**Excerpted data**
/// Find the train holding the reservation on `(tile, track)`.
///
/// The chain runs through the tile in one of two senses and one of them is
/// necessarily against the flow, so both probes ignore one-way restrictions
/// while following. Returns `None` for a stray reservation, an expected
/// degraded condition the caller handles as an unexplained block.
pub fn train_for_reservation(
    map: &RailMap,
    trains: &TrainRegistry,
    tile: TileId,
    track: Track,
) -> Option<TrainId> {
    assert!(
        map.has_reserved_track(tile, track),
        "owner lookup on an unreserved track"
    );
    let Some(cell) = map.cell(tile) else {
        unreachable!("reserved track implies a rail cell");
    };
    let railtypes = cell.railtype.compatible();
    let owner = cell.owner;

    let mut td = track.trackdir();
    for _ in 0..2 {
        // No chain can have been laid from behind a one-way signal, unless a
        // path signal on this sense lets it originate here.
        let blocked_entry = map.has_oneway_signal_blocking_trackdir(tile, td.reverse())
            && !map.has_pbs_signal_on_trackdir(tile, td);
        if !blocked_entry {
            let end = follow_reservation(map, owner, railtypes, RailPos::tile(tile, td), true);
            if let Some(id) = find_train_on_path_end(map, trains, &end) {
                return Some(id);
            }
        }
        td = td.reverse();
    }

    warn!(
        "stray reservation with no occupying train at {:?} / {:?}",
        tile, track
    );
    None
}

// =============================================================================
// Tests
// =============================================================================

#[cfg(test)]
mod tests {
    use super::*;
    use crate::map::RailType;
    use crate::test_harness::RailNet;
    use crate::track::{Axis, DiagDirection, TrackBits, Trackdir, TrackdirBits};

    fn rts() -> RailTypes {
        RailType::Rail.compatible()
    }

    #[test]
    fn test_follow_ends_where_the_bits_end() {
        let mut net = RailNet::new();
        net.x_line(2, 2..=8);
        net.reserve_x_run(2, 2..=5);

        let end = follow_reservation(
            &net.map,
            RailNet::OWNER,
            rts(),
            RailPos::tile(TileId(2, 2), Trackdir::XSw),
            false,
        );
        assert_eq!(end, RailPos::tile(TileId(5, 2), Trackdir::XSw));
    }

    #[test]
    fn test_follow_single_position_chain() {
        let mut net = RailNet::new();
        net.x_line(2, 2..=8);
        net.reserve(TileId(4, 2), Track::X);

        let end = follow_reservation(
            &net.map,
            RailNet::OWNER,
            rts(),
            RailPos::tile(TileId(4, 2), Trackdir::XSw),
            false,
        );
        assert_eq!(end, RailPos::tile(TileId(4, 2), Trackdir::XSw));
    }

    #[test]
    fn test_follow_stops_at_depot() {
        let mut net = RailNet::new();
        net.x_line(3, 2..=4);
        net.depot(TileId(5, 3), DiagDirection::Ne);
        net.reserve_x_run(3, 2..=4);
        net.reserve(TileId(5, 3), Track::X);

        let end = follow_reservation(
            &net.map,
            RailNet::OWNER,
            rts(),
            RailPos::tile(TileId(2, 3), Trackdir::XSw),
            false,
        );
        // The chain enters the depot and ends there.
        assert_eq!(end, RailPos::tile(TileId(5, 3), Trackdir::XSw));
    }

    #[test]
    fn test_follow_stops_at_classic_signal() {
        let mut net = RailNet::new();
        net.x_line(2, 2..=8);
        net.reserve_x_run(2, 2..=7);
        net.signal(TileId(5, 2), Track::X, SignalType::Block, TrackdirBits::X_SW);

        let end = follow_reservation(
            &net.map,
            RailNet::OWNER,
            rts(),
            RailPos::tile(TileId(2, 2), Trackdir::XSw),
            false,
        );
        assert_eq!(end, RailPos::tile(TileId(5, 2), Trackdir::XSw));
    }

    #[test]
    fn test_follow_passes_path_signals() {
        let mut net = RailNet::new();
        net.x_line(2, 2..=8);
        net.reserve_x_run(2, 2..=7);
        net.signal(TileId(5, 2), Track::X, SignalType::Pbs, TrackdirBits::X_SW);

        let end = follow_reservation(
            &net.map,
            RailNet::OWNER,
            rts(),
            RailPos::tile(TileId(2, 2), Trackdir::XSw),
            false,
        );
        assert_eq!(end, RailPos::tile(TileId(7, 2), Trackdir::XSw));
    }

    #[test]
    fn test_follow_respects_oneway_signal_unless_told_otherwise() {
        let mut net = RailNet::new();
        net.x_line(2, 2..=8);
        net.reserve_x_run(2, 2..=7);
        // One-way path signal facing NE: travelling SW runs into its back.
        net.signal(
            TileId(5, 2),
            Track::X,
            SignalType::PbsOneway,
            TrackdirBits::X_NE,
        );

        let end = follow_reservation(
            &net.map,
            RailNet::OWNER,
            rts(),
            RailPos::tile(TileId(2, 2), Trackdir::XSw),
            false,
        );
        assert_eq!(end, RailPos::tile(TileId(4, 2), Trackdir::XSw));

        let probed = follow_reservation(
            &net.map,
            RailNet::OWNER,
            rts(),
            RailPos::tile(TileId(2, 2), Trackdir::XSw),
            true,
        );
        assert_eq!(probed, RailPos::tile(TileId(7, 2), Trackdir::XSw));
    }

    #[test]
    fn test_follow_through_a_reserved_tunnel() {
        let mut net = RailNet::new();
        net.x_line(4, 1..=1);
        net.tunnel(TileId(2, 4), TileId(6, 4));
        net.x_line(4, 7..=8);
        net.reserve(TileId(1, 4), Track::X);
        net.reserve(TileId(2, 4), Track::X);
        net.reserve(TileId(6, 4), Track::X);
        net.reserve(TileId(7, 4), Track::X);

        let end = follow_reservation(
            &net.map,
            RailNet::OWNER,
            rts(),
            RailPos::tile(TileId(1, 4), Trackdir::XSw),
            false,
        );
        assert_eq!(end, RailPos::tile(TileId(7, 4), Trackdir::XSw));
    }

    #[test]
    fn test_follow_stops_before_an_unreserved_tunnel() {
        let mut net = RailNet::new();
        net.x_line(4, 1..=1);
        net.tunnel(TileId(2, 4), TileId(6, 4));
        net.reserve(TileId(1, 4), Track::X);
        net.reserve(TileId(2, 4), Track::X);

        let end = follow_reservation(
            &net.map,
            RailNet::OWNER,
            rts(),
            RailPos::tile(TileId(1, 4), Trackdir::XSw),
            false,
        );
        // The far head is unreserved, so the span is not ours.
        assert_eq!(end, RailPos::tile(TileId(2, 4), Trackdir::XSw));
    }

    #[test]
    fn test_follow_finds_chain_end_inside_a_platform() {
        let mut net = RailNet::new();
        net.x_line(3, 1..=1);
        net.station(3, 2..=6, Axis::X, 1);
        net.reserve(TileId(1, 3), Track::X);
        net.reserve(TileId(2, 3), Track::X);
        net.reserve(TileId(3, 3), Track::X);
        net.reserve(TileId(4, 3), Track::X);

        let end = follow_reservation(
            &net.map,
            RailNet::OWNER,
            rts(),
            RailPos::tile(TileId(1, 3), Trackdir::XSw),
            false,
        );
        // The walker jumps to the platform end at x=6; the chain actually
        // ends at x=4 and is found by scanning back.
        assert_eq!(end, RailPos::tile(TileId(4, 3), Trackdir::XSw));
    }

    #[test]
    fn test_follow_terminates_on_a_loop() {
        let mut net = RailNet::new();
        // A closed ring of four corner pieces around one shared corner.
        net.plain(TileId(3, 3), TrackBits::LOWER);
        net.plain(TileId(3, 4), TrackBits::LEFT);
        net.plain(TileId(4, 4), TrackBits::UPPER);
        net.plain(TileId(4, 3), TrackBits::RIGHT);
        net.reserve(TileId(3, 3), Track::Lower);
        net.reserve(TileId(3, 4), Track::Left);
        net.reserve(TileId(4, 4), Track::Upper);
        net.reserve(TileId(4, 3), Track::Right);

        // Must terminate: the walk stops when it comes back around to the
        // first position it landed on.
        let end = follow_reservation(
            &net.map,
            RailNet::OWNER,
            rts(),
            RailPos::tile(TileId(3, 3), Trackdir::LowerE),
            false,
        );
        assert_eq!(end, RailPos::tile(TileId(3, 4), Trackdir::LeftS));
    }

    #[test]
    fn test_locator_scans_platform_backward() {
        let mut net = RailNet::new();
        net.x_line(3, 1..=1);
        net.station(3, 2..=5, Axis::X, 1);

        // Train physically on the second platform cell.
        let id = net.spawn_train(&[
            RailPos::tile(TileId(3, 3), Trackdir::XSw),
            RailPos::tile(TileId(2, 3), Trackdir::XSw),
        ]);

        // Chain reported at the platform's far end.
        let found = find_train_on_path_end(
            &net.map,
            &net.trains,
            &RailPos::tile(TileId(5, 3), Trackdir::XSw),
        );
        assert_eq!(found, Some(id));
    }

    #[test]
    fn test_locator_checks_both_wormhole_mouths() {
        let mut net = RailNet::new();
        net.tunnel(TileId(2, 4), TileId(6, 4));

        let id = net.spawn_train(&[RailPos::wormhole(TileId(6, 4), DiagDirection::Sw)]);
        // Reported against the other mouth.
        let found = find_train_on_path_end(
            &net.map,
            &net.trains,
            &RailPos::wormhole(TileId(2, 4), DiagDirection::Ne),
        );
        assert_eq!(found, Some(id));
    }

    #[test]
    fn test_follow_train_reservation_unreserved_start() {
        let mut net = RailNet::new();
        net.x_line(2, 2..=8);
        let id = net.spawn_train(&[RailPos::tile(TileId(4, 2), Trackdir::XSw)]);
        let train = net.trains.get(id).unwrap().clone();

        let end = follow_train_reservation(&net.map, &net.trains, &train, false, true);
        // No reservation under the train: its own position comes back.
        assert_eq!(end.pos, *train.pos());
        assert!(!end.safe);
        assert_eq!(end.train_on_res, None);
    }

    #[test]
    fn test_follow_train_reservation_to_safe_end() {
        let mut net = RailNet::new();
        net.x_line(2, 2..=8);
        net.signal(TileId(6, 2), Track::X, SignalType::Pbs, TrackdirBits::X_SW);
        net.reserve_x_run(2, 3..=5);
        let id = net.spawn_train(&[RailPos::tile(TileId(3, 2), Trackdir::XSw)]);
        let train = net.trains.get(id).unwrap().clone();

        let end = follow_train_reservation(&net.map, &net.trains, &train, false, true);
        assert_eq!(end.pos, RailPos::tile(TileId(5, 2), Trackdir::XSw));
        // The spot right before a path signal is a legal stop.
        assert!(end.safe);
        assert_eq!(end.train_on_res, None);
    }

    #[test]
    fn test_follow_train_reservation_reports_train_on_end() {
        let mut net = RailNet::new();
        net.x_line(2, 2..=8);
        net.reserve_x_run(2, 3..=5);
        let id = net.spawn_train(&[RailPos::tile(TileId(3, 2), Trackdir::XSw)]);
        let other = net.spawn_train(&[RailPos::tile(TileId(5, 2), Trackdir::XNe)]);
        let train = net.trains.get(id).unwrap().clone();

        let end = follow_train_reservation(&net.map, &net.trains, &train, false, true);
        assert_eq!(end.train_on_res, Some(other));
    }

    #[test]
    fn test_train_for_reservation_finds_owner_from_either_sense() {
        let mut net = RailNet::new();
        net.x_line(2, 2..=8);
        net.reserve_x_run(2, 3..=6);
        let id = net.spawn_train(&[RailPos::tile(TileId(3, 2), Trackdir::XSw)]);

        assert_eq!(
            train_for_reservation(&net.map, &net.trains, TileId(5, 2), Track::X),
            Some(id)
        );
    }

    #[test]
    fn test_train_for_reservation_skips_direction_behind_oneway_signal() {
        let mut net = RailNet::new();
        net.x_line(2, 2..=8);
        net.reserve_x_run(2, 3..=6);
        // A one-way block signal facing NE at the query tile: the chain can
        // only have been laid travelling NE, so the NE-bound probe (walking
        // away from whoever laid it) is skipped outright and the owner is
        // found by the SW-bound probe alone.
        net.signal(TileId(5, 2), Track::X, SignalType::Block, TrackdirBits::X_NE);
        let id = net.spawn_train(&[RailPos::tile(TileId(6, 2), Trackdir::XNe)]);

        assert_eq!(
            train_for_reservation(&net.map, &net.trains, TileId(5, 2), Track::X),
            Some(id)
        );
    }

    #[test]
    fn test_stray_reservation_reports_none() {
        let mut net = RailNet::new();
        net.x_line(2, 2..=8);
        net.reserve_x_run(2, 3..=6);

        assert_eq!(
            train_for_reservation(&net.map, &net.trains, TileId(5, 2), Track::X),
            None
        );
    }
}
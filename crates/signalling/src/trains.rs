//! Train registry: identities, occupied positions, and the tile/wormhole
//! scan capability the reservation layer builds on.
//!
//! Reservations are never tagged with the vehicle holding them; ownership is
//! recovered by scanning for a train physically sitting at an end of the
//! reserved chain. All scans resolve ties by picking the lowest train id so
//! that every peer replaying the same state reaches the same answer.

use bevy::prelude::*;
use serde::{Deserialize, Serialize};

use crate::map::{OwnerId, RailPos, RailTypes, TileId};
use crate::track::Track;
use crate::Saveable;

/// Unique, monotonically assigned train identifier.
#[derive(
    Debug, Clone, Copy, PartialEq, Eq, PartialOrd, Ord, Hash, Serialize, Deserialize,
)]
pub struct TrainId(pub u32);

/// A train consist. `units` holds the position of every vehicle in the
/// chain, head first; a short train occupies a single position.
#[derive(Debug, Clone, Serialize, Deserialize)]
pub struct Train {
    pub id: TrainId,
    pub owner: OwnerId,
    /// Rail types this train can traverse.
    pub railtypes: RailTypes,
    pub units: Vec<RailPos>,
    pub crashed: bool,
}

impl Train {
    /// Position of the head vehicle.
    pub fn pos(&self) -> &RailPos {
        &self.units[0]
    }
}

/// The source of truth for all trains on the map.
#[derive(Resource, Clone, Default, Serialize, Deserialize)]
pub struct TrainRegistry {
    trains: Vec<Train>,
    next_id: u32,
}

impl TrainRegistry {
    pub fn spawn(&mut self, owner: OwnerId, railtypes: RailTypes, units: Vec<RailPos>) -> TrainId {
        assert!(!units.is_empty(), "a train occupies at least one position");
        let id = TrainId(self.next_id);
        self.next_id += 1;
        self.trains.push(Train {
            id,
            owner,
            railtypes,
            units,
            crashed: false,
        });
        id
    }

    pub fn get(&self, id: TrainId) -> Option<&Train> {
        self.trains.iter().find(|t| t.id == id)
    }

    pub fn get_mut(&mut self, id: TrainId) -> Option<&mut Train> {
        self.trains.iter_mut().find(|t| t.id == id)
    }

    pub fn remove(&mut self, id: TrainId) -> bool {
        let before = self.trains.len();
        self.trains.retain(|t| t.id != id);
        self.trains.len() < before
    }

    pub fn train_count(&self) -> usize {
        self.trains.len()
    }

    pub fn iter(&self) -> impl Iterator<Item = &Train> {
        self.trains.iter()
    }

    /// Lowest-id non-crashed train with a unit on `tile` riding `track`,
    /// in either sense. Lowest id wins so independent observers of the same
    /// state converge on the same train.
    pub fn lowest_on_track(&self, tile: TileId, track: Track) -> Option<TrainId> {
        self.trains
            .iter()
            .filter(|t| !t.crashed)
            .filter(|t| {
                t.units.iter().any(|u| {
                    matches!(u, RailPos::Tile { tile: ut, td } if *ut == tile && td.track() == track)
                })
            })
            .map(|t| t.id)
            .min()
    }

    /// Lowest-id non-crashed train with a unit inside the wormhole whose
    /// recorded head is `head`.
    pub fn lowest_in_wormhole(&self, head: TileId) -> Option<TrainId> {
        self.trains
            .iter()
            .filter(|t| !t.crashed)
            .filter(|t| {
                t.units
                    .iter()
                    .any(|u| matches!(u, RailPos::Wormhole { head: uh, .. } if *uh == head))
            })
            .map(|t| t.id)
            .min()
    }

    /// Whether any train, crashed or not, physically occupies `tile`.
    pub fn any_unit_on_tile(&self, tile: TileId) -> bool {
        self.trains.iter().any(|t| {
            t.units
                .iter()
                .any(|u| matches!(u, RailPos::Tile { tile: ut, .. } if *ut == tile))
        })
    }
}

impl Saveable for TrainRegistry {
    const SAVE_KEY: &'static str = "train_registry";

    fn save_to_bytes(&self) -> Option<Vec<u8>> {
        if self.trains.is_empty() {
            return None;
        }
        bitcode::serialize(self).ok()
    }

    fn load_from_bytes(bytes: &[u8]) -> Self {
        crate::decode_or_warn(Self::SAVE_KEY, bytes)
    }
}

// =============================================================================
// Tests
// =============================================================================

#[cfg(test)]
mod tests {
    use super::*;
    use crate::map::RailType;
    use crate::track::Trackdir;

    fn pos(x: usize, y: usize, td: Trackdir) -> RailPos {
        RailPos::tile(TileId(x, y), td)
    }

    #[test]
    fn test_spawn_assigns_monotonic_ids() {
        let mut reg = TrainRegistry::default();
        let a = reg.spawn(OwnerId(1), RailType::Rail.compatible(), vec![pos(1, 1, Trackdir::XNe)]);
        let b = reg.spawn(OwnerId(1), RailType::Rail.compatible(), vec![pos(2, 1, Trackdir::XNe)]);
        assert!(a < b);
        assert_eq!(reg.train_count(), 2);
    }

    #[test]
    fn test_scan_matches_track_in_either_sense() {
        let mut reg = TrainRegistry::default();
        let id = reg.spawn(
            OwnerId(1),
            RailType::Rail.compatible(),
            vec![pos(4, 2, Trackdir::XSw)],
        );
        // Same track, opposite sense of travel still matches.
        assert_eq!(reg.lowest_on_track(TileId(4, 2), Track::X), Some(id));
        assert_eq!(reg.lowest_on_track(TileId(4, 2), Track::Y), None);
        assert_eq!(reg.lowest_on_track(TileId(4, 3), Track::X), None);
    }

    #[test]
    fn test_scan_prefers_lowest_id() {
        let mut reg = TrainRegistry::default();
        let first = reg.spawn(
            OwnerId(1),
            RailType::Rail.compatible(),
            vec![pos(5, 5, Trackdir::YSe)],
        );
        reg.spawn(
            OwnerId(2),
            RailType::Rail.compatible(),
            vec![pos(5, 5, Trackdir::YNw)],
        );
        assert_eq!(reg.lowest_on_track(TileId(5, 5), Track::Y), Some(first));
    }

    #[test]
    fn test_crashed_trains_never_match() {
        let mut reg = TrainRegistry::default();
        let id = reg.spawn(
            OwnerId(1),
            RailType::Rail.compatible(),
            vec![pos(3, 3, Trackdir::XNe)],
        );
        reg.get_mut(id).unwrap().crashed = true;
        assert_eq!(reg.lowest_on_track(TileId(3, 3), Track::X), None);
        // The physical-occupation scan still sees the wreck.
        assert!(reg.any_unit_on_tile(TileId(3, 3)));
    }

    #[test]
    fn test_wormhole_scan() {
        let mut reg = TrainRegistry::default();
        let id = reg.spawn(
            OwnerId(1),
            RailType::Rail.compatible(),
            vec![RailPos::wormhole(TileId(9, 4), crate::track::DiagDirection::Sw)],
        );
        assert_eq!(reg.lowest_in_wormhole(TileId(9, 4)), Some(id));
        assert_eq!(reg.lowest_in_wormhole(TileId(9, 5)), None);
    }

    #[test]
    fn test_multi_unit_train_scans_on_every_unit() {
        let mut reg = TrainRegistry::default();
        let id = reg.spawn(
            OwnerId(1),
            RailType::Rail.compatible(),
            vec![
                pos(6, 2, Trackdir::XNe),
                pos(7, 2, Trackdir::XNe),
                pos(8, 2, Trackdir::XNe),
            ],
        );
        assert_eq!(reg.lowest_on_track(TileId(8, 2), Track::X), Some(id));
        assert_eq!(*reg.get(id).unwrap().pos(), pos(6, 2, Trackdir::XNe));
    }

    #[test]
    fn test_remove() {
        let mut reg = TrainRegistry::default();
        let id = reg.spawn(
            OwnerId(1),
            RailType::Rail.compatible(),
            vec![pos(1, 1, Trackdir::XNe)],
        );
        assert!(reg.remove(id));
        assert!(!reg.remove(id));
        assert_eq!(reg.train_count(), 0);
    }

    #[test]
    fn test_saveable_roundtrip() {
        let mut reg = TrainRegistry::default();
        reg.spawn(
            OwnerId(3),
            RailType::Electric.compatible(),
            vec![pos(2, 2, Trackdir::YSe)],
        );
        let bytes = reg.save_to_bytes().expect("non-empty registry saves");
        let back = TrainRegistry::load_from_bytes(&bytes);
        assert_eq!(back.train_count(), 1);
        assert_eq!(back.iter().next().unwrap().owner, OwnerId(3));
    }

    #[test]
    fn test_saveable_skips_empty() {
        assert!(TrainRegistry::default().save_to_bytes().is_none());
    }
}
//! One-step successor enumeration over the rail map.
//!
//! `TrackWalker` answers "standing here, moving this way, where can the next
//! wheel land": it honors per-kind entry rules (depot doors, crossing and
//! platform axes, tunnel mouths), ownership and rail-type compatibility,
//! jumps whole platforms and tunnel spans in one step, and can optionally
//! reject 90-degree turns. It never looks at reservations or signals; those
//! judgements belong to its callers.

use crate::map::{OwnerId, RailCell, RailKind, RailMap, RailPos, RailTypes, TileId};
use crate::track::{DiagDirection, Trackdir, TrackdirBits};

/// Result of one walker step.
#[derive(Debug, Clone, Copy, PartialEq, Eq)]
pub enum Step {
    /// Landed on a concrete tile. `trackdirs` are the candidate trackdirs
    /// there; more than one means a branching choice. For stations, `tile`
    /// is the far end of the platform and `skipped` counts the cells jumped
    /// over to get there.
    Tile {
        tile: TileId,
        trackdirs: TrackdirBits,
        exitdir: DiagDirection,
        skipped: usize,
        station: bool,
    },
    /// Entered a tunnel/bridge span, heading for `head`.
    Wormhole { head: TileId, dir: DiagDirection },
}

/// Successor enumerator for one vehicle's point of view.
pub struct TrackWalker<'a> {
    map: &'a RailMap,
    owner: OwnerId,
    railtypes: RailTypes,
    allow_90deg: bool,
}

impl<'a> TrackWalker<'a> {
    pub fn new(map: &'a RailMap, owner: OwnerId, railtypes: RailTypes, allow_90deg: bool) -> Self {
        Self {
            map,
            owner,
            railtypes,
            allow_90deg,
        }
    }

    /// The next reachable position(s) from `pos`, or `None` at end of track.
    pub fn follow(&self, pos: &RailPos) -> Option<Step> {
        match pos {
            RailPos::Wormhole { head, dir } => self.emerge(*head, *dir),
            RailPos::Tile { tile, td } => self.advance(*tile, *td),
        }
    }

    /// Surface at the far head of a span.
    fn emerge(&self, head: TileId, dir: DiagDirection) -> Option<Step> {
        let cell = self.map.cell(head)?;
        if !self.traversable(cell) {
            return None;
        }
        Some(Step::Tile {
            tile: head,
            trackdirs: dir.diag_trackdir().bit(),
            exitdir: dir,
            skipped: 0,
            station: false,
        })
    }

    fn advance(&self, tile: TileId, td: Trackdir) -> Option<Step> {
        let exitdir = td.exitdir();

        match self.map.cell(tile).map(|c| &c.kind) {
            // A depot is left through its door only.
            Some(RailKind::Depot { dir, .. }) if *dir != exitdir => return None,
            // Moving into the mouth drops the walk into the span.
            Some(RailKind::WormholeHead { dir, other_end, .. }) if *dir == exitdir => {
                return Some(Step::Wormhole {
                    head: *other_end,
                    dir: exitdir,
                });
            }
            _ => {}
        }

        let next = self.map.step(tile, exitdir)?;
        let cell = self.map.cell(next)?;
        if !self.traversable(cell) {
            return None;
        }

        let mut trackdirs = entry_trackdirs(&cell.kind, exitdir);
        if !self.allow_90deg {
            trackdirs &= !td.crossing_trackdirs();
        }
        if trackdirs.is_empty() {
            return None;
        }

        // Platforms are traversed whole; land on the far end and remember
        // how many cells were jumped.
        if matches!(cell.kind, RailKind::Station { .. }) {
            let mut last = next;
            let mut skipped = 0;
            while let Some(further) = self.map.step(last, exitdir) {
                if !self.map.compatible_station(further, next) {
                    break;
                }
                last = further;
                skipped += 1;
            }
            return Some(Step::Tile {
                tile: last,
                trackdirs,
                exitdir,
                skipped,
                station: true,
            });
        }

        Some(Step::Tile {
            tile: next,
            trackdirs,
            exitdir,
            skipped: 0,
            station: false,
        })
    }

    fn traversable(&self, cell: &RailCell) -> bool {
        cell.owner == self.owner && self.railtypes.contains(cell.railtype.bit())
    }
}

/// Trackdirs offered by a cell when entered moving in `exitdir`.
fn entry_trackdirs(kind: &RailKind, exitdir: DiagDirection) -> TrackdirBits {
    match kind {
        RailKind::Plain { tracks, .. } => {
            tracks.to_trackdirbits() & exitdir.reachable_trackdirs()
        }
        RailKind::Crossing { axis, .. } | RailKind::Station { axis, .. } => {
            if *axis == exitdir.axis() {
                exitdir.diag_trackdir().bit()
            } else {
                TrackdirBits::empty()
            }
        }
        // A mouth is entered from behind, moving into the hole.
        RailKind::WormholeHead { dir, .. } => {
            if *dir == exitdir {
                exitdir.diag_trackdir().bit()
            } else {
                TrackdirBits::empty()
            }
        }
        // A depot is entered through its door.
        RailKind::Depot { dir, .. } => {
            if dir.opposite() == exitdir {
                exitdir.diag_trackdir().bit()
            } else {
                TrackdirBits::empty()
            }
        }
    }
}

// =============================================================================
// Tests
// =============================================================================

**Work instructions**
Lines to set down from above: the line with "let cell = self.map.cell(head)?;", the line with "into the span.", and every line between, each exactly as written.

**Reply to the task**
        let cell = self.map.cell(head)?;
        if !self.traversable(cell) {
            return None;
        }
        Some(Step::Tile {
            tile: head,
            trackdirs: dir.diag_trackdir().bit(),
            exitdir: dir,
            skipped: 0,
            station: false,
        })
    }

    fn advance(&self, tile: TileId, td: Trackdir) -> Option<Step> {
        let exitdir = td.exitdir();

        match self.map.cell(tile).map(|c| &c.kind) {
            // A depot is left through its door only.
            Some(RailKind::Depot { dir, .. }) if *dir != exitdir => return None,
            // Moving into the mouth drops the walk into the span.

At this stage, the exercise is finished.